Liberal versus restrictive fluid administration to improve recovery after laparoscopic cholecystectomy: a randomized, double-blind study.

Department of Surgical Gastroenterology, Hvidovre University Hospital, Hvidovre, Denmark.
Annals of Surgery (Impact Factor: 7.19). 12/2004; 240(5):892-9. DOI: 10.1097/01.sla.0000143269.96649.3b
Source: PubMed

ABSTRACT The objective of this study was to investigate the effects of 2 levels of intraoperative fluid administration on perioperative physiology and outcome after laparoscopic cholecystectomy.
Intraoperative fluid administration is variable as a result of limited knowledge of physiological and clinical effects of different fluid substitution regimens.
In a double-blind study, 48 ASA I-II patients undergoing laparoscopic cholecystectomy were randomized to 15 mL/kg (group 1) or 40 mL/kg (group 2) intraoperative administration of lactated Ringer's solution (LR).
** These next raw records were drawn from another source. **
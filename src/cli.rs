//! CLI argument parsing for the provisioning run.
//!
//! The CLI is intentionally thin: it collects the run configuration once at
//! startup so the sequencer stays pure and testable with injected inputs.
use clap::Parser;

/// Root CLI entrypoint.
///
/// Defaults may come from the environment so CI jobs and demo scripts can
/// configure a run without flags.
#[derive(Parser, Debug)]
#[command(
    name = "kseed",
    version,
    about = "Idempotently provision demo resources in a Kubernetes cluster",
    after_help = "Environment:\n  KSEED_NAMESPACE      Default for --namespace\n  KSEED_MIN_COUNT      Default for --min-count\n  KSEED_KUBECTL_PATH   Cluster CLI binary (default: kubectl)\n  KSEED_MANIFEST_DIR   Manifest directory override\n\nExamples:\n  kseed\n  kseed --namespace demo --min-count 3\n  kseed --dry-run"
)]
pub struct Cli {
    /// Namespace the demo workloads live in
    #[arg(long, value_name = "NS", env = "KSEED_NAMESPACE", default_value = "kseed-demo")]
    pub namespace: String,

    /// Minimum per-kind resource count before a step is skipped
    #[arg(long, value_name = "N", env = "KSEED_MIN_COUNT", default_value_t = 2)]
    pub min_count: usize,

    /// Report what would be applied without touching the cluster
    #[arg(long)]
    pub dry_run: bool,

    /// Emit debug-level diagnostics
    #[arg(long)]
    pub verbose: bool,
}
All other aspects of perioperative management as well as preoperative fluid status were standardized. Primary outcome parameters were assessed repeatedly for the first 24 postoperative hours and included pulmonary function (spirometry), exercise capacity (submaximal treadmill test), cardiovascular hormonal responses, balance function, pain, nausea and vomiting, recovery, and hospital stay.
Intraoperative administration of 40 mL/kg compared with 15 mL/kg LR led to significant improvements in postoperative pulmonary function and exercise capacity and a reduced stress response (aldosterone, antidiuretic hormone, and angiotensin II). Nausea, general well-being, thirst, dizziness, drowsiness, fatigue, and balance function were also significantly improved, as well as significantly more patients fulfilled discharge criteria and were discharged on the day of surgery with the high-volume fluid substitution.
Intraoperative administration of 40 mL/kg compared with 15 mL/kg LR improves postoperative organ functions and recovery and shortens hospital stay after laparoscopic cholecystectomy.